Né à Fougerolles-du-Plessis (Mayenne) le 13 décembre 1838 ; mort le 24 mai 1897 à Saint-Ouen (Seine) ; ouvrier mécanicien ; militant de l’Internationale ; communard.

Victor Delahaye, qui fut un des signataires du « Manifeste des Soixante » — voir Henri Lefort — était membre de la sous-commission adjointe au premier bureau de Paris de l’AIT installé, le 8 janvier 1865, dans le IIIe arr., rue des Gravilliers, n° 44, et dont les secrétaires-correspondants étaient Tolainvoir ce nom — Fribourg et Charles Limousin.

Après le congrès de Genève, en septembre 1866, le Bureau de Paris se donna un règlement qui institua une commission administrative de quinze membres. Elle fut élue en octobre, et Victor Delahaye en fit partie.

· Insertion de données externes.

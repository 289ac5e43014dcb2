//! Upload form.

use ratatui::layout::Rect;
use ratatui::text::{Line, Span};
use ratatui::widgets::Paragraph;
use ratatui::Frame;

use sdu_core::flows::UploadField;

use crate::app::AppState;
use crate::ui::field_line;

pub fn render(f: &mut Frame, area: Rect, app: &AppState) {
    let theme = &app.theme;
    let upload = &app.upload;
    let mut lines: Vec<Line> = Vec::new();

    for field in UploadField::ALL {
        let focused = upload.focus == field;
        let value = match field {
            UploadField::DocumentKind => match upload.form().document_kind {
                Some(kind) => format!("< {} >", kind.label()),
                None => "< select >".to_string(),
            },
            _ => upload.text(field).unwrap_or_default().to_string(),
        };
        lines.push(field_line(theme, field.label(), &value, focused));
    }

    let attached = match &upload.form().attached_file {
        Some(file) => Span::styled(
            format!("  attached: {} ({} bytes)", file.file_name, file.bytes.len()),
            theme.positive(),
        ),
        None => Span::styled("  no file attached (Enter on File reads the path)", theme.muted()),
    };
    lines.push(Line::from(attached));
    lines.push(Line::from(""));

    if upload.is_busy() {
        lines.push(Line::from(Span::styled("Uploading...", theme.warning())));
    } else if let Some(err) = upload.error() {
        lines.push(Line::from(Span::styled(err.to_string(), theme.negative())));
    } else if upload.succeeded() {
        lines.push(Line::from(Span::styled(
            "File uploaded successfully.",
            theme.positive(),
        )));
    }

    lines.push(Line::from(Span::styled(
        "Up/Down:field  Space:type  Enter/^S:submit  Esc:back",
        theme.muted(),
    )));
    f.render_widget(Paragraph::new(lines), area);
}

Cette commission fut renouvelée après le deuxième congrès de l’Internationale tenu à Lausanne en septembre 1867. Victor Delahaye fut encore une fois élu — voir Tolain. Il démissionna, ainsi que ses camarades, le 19 février 1868 quand des poursuites furent engagées contre eux. Chacun d’eux fut condamné, le 20 mars, par le tribunal correctionnel de Paris, à 100 f d’amende, condamnation confirmée en appel le 29 avril et en cassation le 12 novembre. En juin 1870, il protesta contre l’accusation de société secrète à l’encontre de l’AIT (cf. Le Rappel et La Cloche, 22 juin).
Victor Delahaye avait accompli cinq ans de service dans les Équipages de la flotte avant d’être libéré en 1863. Il exerça alors, jusqu’en 1870, le métier d’agent des Ponts et Chaussées, puis fut ouvrier mécanicien. Il habitait, 58, rue des Amandiers, XXe arr.

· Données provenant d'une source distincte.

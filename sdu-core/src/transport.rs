//! HTTP transport trait and structured transport errors.
//!
//! The `Transport` trait is one request/response exchange against the SDU
//! backend. `HttpTransport` talks to a real server through reqwest with a
//! cookie store (the session cookie lives there and is never inspected).
//! `ScriptedTransport` answers from a queue of canned responses so flows can
//! be exercised without sockets or timers.

use std::collections::{HashMap, VecDeque};
use std::sync::{Arc, Mutex, MutexGuard};

use thiserror::Error;

use crate::config::ClientConfig;

#[derive(Debug, Clone, Copy, PartialEq, Eq, Hash)]
pub enum Method {
    Get,
    Post,
}

/// File part of a multipart body.
#[derive(Debug, Clone, PartialEq, Eq)]
pub struct FilePart {
    pub field: String,
    pub file_name: String,
    pub mime: String,
    pub bytes: Vec<u8>,
}

#[derive(Debug, Clone, PartialEq, Eq)]
pub enum RequestBody {
    Empty,
    /// `application/x-www-form-urlencoded`
    Form(Vec<(String, String)>),
    /// `multipart/form-data` with text fields and one file.
    Multipart {
        fields: Vec<(String, String)>,
        file: FilePart,
    },
}

/// A request relative to the backend base URL.
#[derive(Debug, Clone, PartialEq, Eq)]
pub struct HttpRequest {
    pub method: Method,
    pub path: String,
    pub query: Vec<(String, String)>,
    pub body: RequestBody,
}

impl HttpRequest {
    pub fn get(path: &str) -> Self {
        Self {
            method: Method::Get,
            path: path.to_string(),
            query: Vec::new(),
            body: RequestBody::Empty,
        }
    }

    pub fn post(path: &str, body: RequestBody) -> Self {
        Self {
            method: Method::Post,
            path: path.to_string(),
            query: Vec::new(),
            body,
        }
    }

    pub fn with_query(mut self, key: &str, value: impl Into<String>) -> Self {
        self.query.push((key.to_string(), value.into()));
        self
    }

    /// First value of a query parameter.
    pub fn query_value(&self, key: &str) -> Option<&str> {
        self.query
            .iter()
            .find(|(k, _)| k == key)
            .map(|(_, v)| v.as_str())
    }

    /// First value of a text field in a form or multipart body.
    pub fn field_value(&self, key: &str) -> Option<&str> {
        let fields = match &self.body {
            RequestBody::Empty => return None,
            RequestBody::Form(fields) => fields,
            RequestBody::Multipart { fields, .. } => fields,
        };
        fields
            .iter()
            .find(|(k, _)| k == key)
            .map(|(_, v)| v.as_str())
    }
}

/// Status + raw body. Decoding is the caller's job (see `payload`).
#[derive(Debug, Clone, PartialEq, Eq)]
pub struct HttpResponse {
    pub status: u16,
    pub body: Vec<u8>,
}

impl HttpResponse {
    pub fn new(status: u16, body: impl Into<Vec<u8>>) -> Self {
        Self {
            status,
            body: body.into(),
        }
    }

    pub fn json(status: u16, value: &serde_json::Value) -> Self {
        Self::new(status, value.to_string())
    }

    pub fn is_success(&self) -> bool {
        (200..300).contains(&self.status)
    }
}

/// Structured transport failures: the request never produced an HTTP status.
#[derive(Debug, Clone, PartialEq, Eq, Error)]
pub enum TransportError {
    #[error("server unreachable: {0}")]
    Unreachable(String),

    #[error("request timed out: {0}")]
    Timeout(String),

    #[error("invalid request: {0}")]
    InvalidRequest(String),

    #[error("failed to read response body: {0}")]
    Body(String),

    #[error("transport error: {0}")]
    Other(String),
}

/// One HTTP exchange with the SDU backend.
pub trait Transport: Send + Sync {
    /// Human-readable name, used in logs.
    fn name(&self) -> &str;

    fn send(&self, request: &HttpRequest) -> Result<HttpResponse, TransportError>;
}

impl<T: Transport + ?Sized> Transport for Box<T> {
    fn name(&self) -> &str {
        (**self).name()
    }

    fn send(&self, request: &HttpRequest) -> Result<HttpResponse, TransportError> {
        (**self).send(request)
    }
}

/// reqwest-backed transport with a cookie jar.
pub struct HttpTransport {
    client: reqwest::blocking::Client,
    base_url: String,
}

impl HttpTransport {
    pub fn new(config: &ClientConfig) -> Result<Self, TransportError> {
        // reqwest's blocking client defaults to a 30s timeout; the SDU client
        // only enforces one when configured.
        let client = reqwest::blocking::Client::builder()
            .cookie_store(true)
            .timeout(config.timeout())
            .user_agent(concat!("sdu-client/", env!("CARGO_PKG_VERSION")))
            .build()
            .map_err(|e| TransportError::Other(format!("failed to build HTTP client: {e}")))?;

        Ok(Self {
            client,
            base_url: config.base_url.trim_end_matches('/').to_string(),
        })
    }

    pub fn base_url(&self) -> &str {
        &self.base_url
    }

    fn url(&self, path: &str) -> String {
        format!("{}{}", self.base_url, path)
    }
}

impl Transport for HttpTransport {
    fn name(&self) -> &str {
        "http"
    }

    fn send(&self, request: &HttpRequest) -> Result<HttpResponse, TransportError> {
        let url = self.url(&request.path);
        let mut builder = match request.method {
            Method::Get => self.client.get(&url),
            Method::Post => self.client.post(&url),
        };
        builder = builder.header(reqwest::header::ACCEPT, "application/json");
        if !request.query.is_empty() {
            builder = builder.query(&request.query);
        }

        builder = match &request.body {
            RequestBody::Empty => builder,
            RequestBody::Form(fields) => builder.form(fields),
            RequestBody::Multipart { fields, file } => {
                let mut form = reqwest::blocking::multipart::Form::new();
                for (key, value) in fields {
                    form = form.text(key.clone(), value.clone());
                }
                let part = reqwest::blocking::multipart::Part::bytes(file.bytes.clone())
                    .file_name(file.file_name.clone())
                    .mime_str(&file.mime)
                    .map_err(|e| TransportError::InvalidRequest(e.to_string()))?;
                builder.multipart(form.part(file.field.clone(), part))
            }
        };

        let response = builder.send().map_err(classify)?;
        let status = response.status().as_u16();
        let body = response
            .bytes()
            .map_err(|e| TransportError::Body(e.to_string()))?
            .to_vec();

        tracing::debug!(path = %request.path, status, bytes = body.len(), "http exchange");
        Ok(HttpResponse { status, body })
    }
}

fn classify(err: reqwest::Error) -> TransportError {
    if err.is_timeout() {
        TransportError::Timeout(err.to_string())
    } else if err.is_connect() {
        TransportError::Unreachable(err.to_string())
    } else if err.is_builder() {
        TransportError::InvalidRequest(err.to_string())
    } else {
        TransportError::Other(err.to_string())
    }
}

#[derive(Debug, Default)]
struct Script {
    replies: HashMap<(Method, String), VecDeque<Result<HttpResponse, TransportError>>>,
    sent: Vec<HttpRequest>,
}

/// In-memory transport answering from per-route queues.
///
/// Clones share the same script, so a test can keep a handle after moving a
/// clone into an `ApiClient`. An exhausted or unscripted route fails as
/// unreachable.
#[derive(Debug, Clone, Default)]
pub struct ScriptedTransport {
    script: Arc<Mutex<Script>>,
}

impl ScriptedTransport {
    pub fn new() -> Self {
        Self::default()
    }

    fn lock(&self) -> MutexGuard<'_, Script> {
        self.script.lock().unwrap_or_else(|poisoned| poisoned.into_inner())
    }

    /// Queue a response for `method path`.
    pub fn reply(&self, method: Method, path: &str, response: HttpResponse) -> &Self {
        self.lock()
            .replies
            .entry((method, path.to_string()))
            .or_default()
            .push_back(Ok(response));
        self
    }

    /// Queue a transport failure for `method path`.
    pub fn fail(&self, method: Method, path: &str, error: TransportError) -> &Self {
        self.lock()
            .replies
            .entry((method, path.to_string()))
            .or_default()
            .push_back(Err(error));
        self
    }

    /// Every request seen so far, in order.
    pub fn requests(&self) -> Vec<HttpRequest> {
        self.lock().sent.clone()
    }

    pub fn request_count(&self) -> usize {
        self.lock().sent.len()
    }
}

impl Transport for ScriptedTransport {
    fn name(&self) -> &str {
        "scripted"
    }

    fn send(&self, request: &HttpRequest) -> Result<HttpResponse, TransportError> {
        let mut script = self.lock();
        script.sent.push(request.clone());
        script
            .replies
            .get_mut(&(request.method, request.path.clone()))
            .and_then(|queue| queue.pop_front())
            .unwrap_or_else(|| {
                Err(TransportError::Unreachable(format!(
                    "no scripted response for {}",
                    request.path
                )))
            })
    }
}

Victor Delahaye devint président du syndicat des mécaniciens. Sous la Commune de Paris, ce groupement, ainsi que l’Association métallurgique, décidèrent le 23 avril 1871, conformément au décret de la Commune en date du 16, de déléguer deux de leurs membres à la commission d’organisation du travail, et ils donnèrent à ces délégués les instructions générales suivantes :

— Supprimer l’exploitation de l’homme par l’homme, dernière forme de l’esclavage.

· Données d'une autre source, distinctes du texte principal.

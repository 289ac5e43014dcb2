//! SDU CLI: scriptable access to the health data backend.
//!
//! Commands:
//! - `ping`: check the backend is reachable
//! - `check-session`: report whether the cookie jar holds a live session
//! - `search`: list exams for a patient CPF
//! - `download`: resolve the signed download link for an exam
//! - `upload`: send an exam or diagnosis file
//! - `cid`: look up an ICD-10 code in the offline table
//! - `format-cpf`: apply the CPF mask

use std::path::PathBuf;

use anyhow::{bail, Context, Result};
use clap::{Args, Parser, Subcommand};
use tracing_subscriber::{layer::SubscriberExt, util::SubscriberInitExt, EnvFilter};

use sdu_core::api::Credentials;
use sdu_core::flows::login::validate_credentials;
use sdu_core::upload::AttachedFile;
use sdu_core::{
    cpf, reference, ApiClient, ClientConfig, DocumentKind, DownloadOutcome, HttpTransport,
    LoginOutcome, SearchOutcome, Transport, UploadForm, UploadOutcome,
};

#[derive(Parser)]
#[command(name = "sdu", about = "SDU CLI: Unified Health Data System client")]
struct Cli {
    /// Backend base URL (overrides the config file).
    #[arg(long, global = true)]
    base_url: Option<String>,

    /// Config file path. Defaults to <config dir>/sdu/config.toml.
    #[arg(long, global = true)]
    config: Option<PathBuf>,

    #[command(subcommand)]
    command: Commands,
}

/// Credentials for commands that need a session. Both or neither.
#[derive(Args, Debug, Default)]
struct LoginArgs {
    #[arg(long, requires = "password")]
    username: Option<String>,

    #[arg(long, requires = "username")]
    password: Option<String>,
}

#[derive(Subcommand)]
enum Commands {
    /// Check that the backend answers.
    Ping,
    /// Report whether an authenticated session exists.
    CheckSession {
        #[command(flatten)]
        login: LoginArgs,
    },
    /// List exams for a patient CPF (masked or digits only).
    Search {
        cpf: String,

        /// Print the raw records as JSON.
        #[arg(long, default_value_t = false)]
        json: bool,

        #[command(flatten)]
        login: LoginArgs,
    },
    /// Print the download link for an exam.
    Download {
        id: u64,

        #[command(flatten)]
        login: LoginArgs,
    },
    /// Upload an exam or diagnosis file (PNG, JPEG or PDF).
    Upload {
        #[arg(long)]
        name: String,

        #[arg(long)]
        cpf: String,

        /// `exame` or `diagnostico`.
        #[arg(long)]
        kind: String,

        #[arg(long)]
        description: String,

        /// Required for diagnoses.
        #[arg(long, default_value = "")]
        result: String,

        #[arg(long)]
        file: PathBuf,

        #[command(flatten)]
        login: LoginArgs,
    },
    /// Look up an ICD-10 code in the offline table.
    Cid { code: String },
    /// Apply the CPF mask to a value.
    FormatCpf { value: String },
}

fn main() -> Result<()> {
    let cli = Cli::parse();
    let config_path = cli.config.unwrap_or_else(ClientConfig::default_path);
    let config = ClientConfig::load(&config_path)?.with_base_url(cli.base_url)?;
    init_logging(&config)?;

    // Offline commands never build a client.
    match &cli.command {
        Commands::Cid { code } => return run_cid(code),
        Commands::FormatCpf { value } => {
            println!("{}", cpf::format_cpf(value));
            return Ok(());
        }
        _ => {}
    }

    let transport = HttpTransport::new(&config).context("building HTTP client")?;
    let client = ApiClient::new(transport);
    tracing::debug!(base_url = %config.base_url, "client ready");

    match cli.command {
        Commands::Ping => run_ping(&client),
        Commands::CheckSession { login } => {
            login_if_requested(&client, &login)?;
            run_check_session(&client)
        }
        Commands::Search { cpf, json, login } => {
            login_if_requested(&client, &login)?;
            run_search(&client, &cpf, json)
        }
        Commands::Download { id, login } => {
            login_if_requested(&client, &login)?;
            run_download(&client, id)
        }
        Commands::Upload {
            name,
            cpf,
            kind,
            description,
            result,
            file,
            login,
        } => {
            login_if_requested(&client, &login)?;
            let form = build_upload_form(name, &cpf, &kind, description, result, &file)?;
            run_upload(&client, &form)
        }
        Commands::Cid { .. } | Commands::FormatCpf { .. } => Ok(()),
    }
}

fn init_logging(config: &ClientConfig) -> Result<()> {
    let filter = EnvFilter::try_from_default_env()
        .or_else(|_| EnvFilter::try_new(&config.log_filter))
        .context("parsing log filter")?;
    tracing_subscriber::registry()
        .with(filter)
        .with(tracing_subscriber::fmt::layer().with_writer(std::io::stderr))
        .try_init()
        .context("installing tracing subscriber")?;
    Ok(())
}

fn login_if_requested<T: Transport>(client: &ApiClient<T>, args: &LoginArgs) -> Result<()> {
    let (Some(username), Some(password)) = (&args.username, &args.password) else {
        return Ok(());
    };
    let credentials: Credentials = validate_credentials(username, password)?;
    match client.login(&credentials)? {
        LoginOutcome::Accepted => {
            tracing::info!(username = %credentials.username, "logged in");
            Ok(())
        }
        LoginOutcome::Rejected { status, message } => {
            bail!("login rejected (HTTP {status}): {message}")
        }
    }
}

fn run_ping<T: Transport>(client: &ApiClient<T>) -> Result<()> {
    if client.health()? {
        println!("backend reachable");
        Ok(())
    } else {
        bail!("backend answered with an error status")
    }
}

fn run_check_session<T: Transport>(client: &ApiClient<T>) -> Result<()> {
    if client.check_session()? {
        println!("session active");
    } else {
        println!("no active session");
    }
    Ok(())
}

fn run_search<T: Transport>(client: &ApiClient<T>, raw_cpf: &str, json: bool) -> Result<()> {
    let query = cpf::digits_only(raw_cpf);
    let records = match client.search_exams(&query)? {
        SearchOutcome::Records(records) => records,
        SearchOutcome::NoResults => Vec::new(),
        SearchOutcome::Rejected { status } => bail!("search rejected (HTTP {status})"),
        SearchOutcome::Malformed(e) => bail!("unexpected search response: {e}"),
    };

    if json {
        println!("{}", serde_json::to_string_pretty(&records)?);
        return Ok(());
    }
    if records.is_empty() {
        println!("No records found for {}", cpf::format_cpf(&query));
        return Ok(());
    }
    println!("{:<8} {:<16} {:<28} {}", "ID", "CPF", "TYPE", "DATE");
    for exam in &records {
        println!(
            "{:<8} {:<16} {:<28} {}",
            exam.id,
            cpf::format_cpf(&exam.taxpayer_id),
            exam.kind,
            exam.display_date()
        );
    }
    println!("{} record(s)", records.len());
    Ok(())
}

fn run_download<T: Transport>(client: &ApiClient<T>, exam_id: u64) -> Result<()> {
    match client.resolve_download(exam_id)? {
        DownloadOutcome::Ready(url) => {
            println!("{url}");
            Ok(())
        }
        DownloadOutcome::Rejected { status } => bail!("download rejected (HTTP {status})"),
        DownloadOutcome::Malformed(e) => bail!("unexpected download response: {e}"),
    }
}

fn build_upload_form(
    patient_name: String,
    raw_cpf: &str,
    kind: &str,
    description: String,
    result_text: String,
    file: &std::path::Path,
) -> Result<UploadForm> {
    let Some(document_kind) = DocumentKind::from_wire(kind) else {
        bail!("unknown kind '{kind}', expected 'exame' or 'diagnostico'");
    };
    let attached = AttachedFile::from_path(file)
        .with_context(|| format!("reading {}", file.display()))?;
    Ok(UploadForm {
        patient_name,
        taxpayer_id: cpf::format_cpf(raw_cpf),
        document_kind: Some(document_kind),
        description,
        result_text,
        attached_file: Some(attached),
    })
}

fn run_upload<T: Transport>(client: &ApiClient<T>, form: &UploadForm) -> Result<()> {
    let upload = form.validate()?;
    match client.upload(&upload)? {
        UploadOutcome::Stored => {
            println!("{} uploaded", upload.kind.label());
            Ok(())
        }
        UploadOutcome::Rejected { status, message } => {
            bail!("upload rejected (HTTP {status}): {message}")
        }
    }
}

fn run_cid(code: &str) -> Result<()> {
    match reference::lookup(code) {
        Some(entry) => {
            println!("{}  {}", entry.code, entry.description);
            println!("Category:   {}", entry.category);
            println!("Cases:      {}", entry.case_count_label());
            println!("Prevalence: {}", entry.prevalence_label());
            Ok(())
        }
        None => bail!(
            "CID '{}' not found; known codes: {}",
            code.trim().to_uppercase(),
            reference::known_codes()
        ),
    }
}

#[cfg(test)]
mod tests {
    use super::*;
    use sdu_core::api::endpoints;
    use sdu_core::transport::{HttpResponse, Method};
    use sdu_core::ScriptedTransport;
    use serde_json::json;

    fn client() -> (ApiClient<ScriptedTransport>, ScriptedTransport) {
        let transport = ScriptedTransport::new();
        (ApiClient::new(transport.clone()), transport)
    }

    #[test]
    fn cli_parses_global_flags_after_subcommand() {
        let cli = Cli::try_parse_from([
            "sdu",
            "search",
            "123.456.789-00",
            "--base-url",
            "http://backend:9000",
        ])
        .unwrap();
        assert_eq!(cli.base_url.as_deref(), Some("http://backend:9000"));
        assert!(matches!(cli.command, Commands::Search { json: false, .. }));
    }

    #[test]
    fn username_requires_password() {
        let parsed = Cli::try_parse_from(["sdu", "check-session", "--username", "admin"]);
        assert!(parsed.is_err());
    }

    #[test]
    fn login_skipped_without_credentials() {
        let (api, transport) = client();
        login_if_requested(&api, &LoginArgs::default()).unwrap();
        assert_eq!(transport.request_count(), 0);
    }

    #[test]
    fn rejected_login_is_an_error() {
        let (api, transport) = client();
        transport.reply(
            Method::Post,
            endpoints::LOGIN,
            HttpResponse::json(400, &json!({"status": "error", "message": "Invalid credentials"})),
        );
        let args = LoginArgs {
            username: Some("admin".into()),
            password: Some("nope".into()),
        };
        let err = login_if_requested(&api, &args).unwrap_err();
        assert!(err.to_string().contains("Invalid credentials"));
    }

    #[test]
    fn search_sends_digits_only() {
        let (api, transport) = client();
        transport.reply(Method::Get, endpoints::SEARCH_EXAM, HttpResponse::new(400, ""));
        run_search(&api, "123.456.789-00", false).unwrap();
        assert_eq!(transport.requests()[0].query_value("cpf"), Some("12345678900"));
    }

    #[test]
    fn rejected_search_fails() {
        let (api, transport) = client();
        transport.reply(Method::Get, endpoints::SEARCH_EXAM, HttpResponse::new(500, ""));
        assert!(run_search(&api, "12345678900", true).is_err());
    }

    #[test]
    fn download_without_url_fails() {
        let (api, transport) = client();
        transport.reply(
            Method::Get,
            endpoints::DOWNLOAD_EXAM,
            HttpResponse::json(200, &json!({})),
        );
        assert!(run_download(&api, 4).is_err());
    }

    #[test]
    fn upload_form_from_args() {
        let dir = tempfile::tempdir().unwrap();
        let path = dir.path().join("laudo.pdf");
        std::fs::write(&path, b"%PDF-1.7\n").unwrap();

        let form = build_upload_form(
            "Maria Santos".into(),
            "98765432100",
            "diagnostico",
            "Hipertensão".into(),
            String::new(),
            &path,
        )
        .unwrap();
        assert_eq!(form.taxpayer_id, "987.654.321-00");
        assert_eq!(form.document_kind, Some(DocumentKind::Diagnostic));

        // Diagnoses need a result; nothing is sent.
        let (api, transport) = client();
        assert!(run_upload(&api, &form).is_err());
        assert_eq!(transport.request_count(), 0);

        assert!(build_upload_form(
            "x".into(),
            "1",
            "raio-x",
            "y".into(),
            String::new(),
            &path
        )
        .is_err());
    }

    #[test]
    fn cid_lookup() {
        assert!(run_cid("m79").is_ok());
        assert!(run_cid("Z99").is_err());
    }
}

— Organiser le travail par associations solidaires à capital collectif et inaliénable.

La réunion du 23 avril était présidée par Delahaye — Coudriet A. et Rigault A. étant assesseurs. (J.O. Commune, 25 avril 1871.)

Avec Faron, Jacquier, Lemel, L. Martin, Minet et Petit, Delahaye fit partie de la commission exécutive de la commission d’enquête et d’organisation du travail créée sous la Commune et qui tenta de grouper toutes les corporations ouvrières de Paris. (J.O. Commune, 10 et 17 mai 1871.) Delahaye exerça également, à partir du 17 mai, les fonctions de comptable à la Bibliothèque nationale (cf. J.O. Commune du 18).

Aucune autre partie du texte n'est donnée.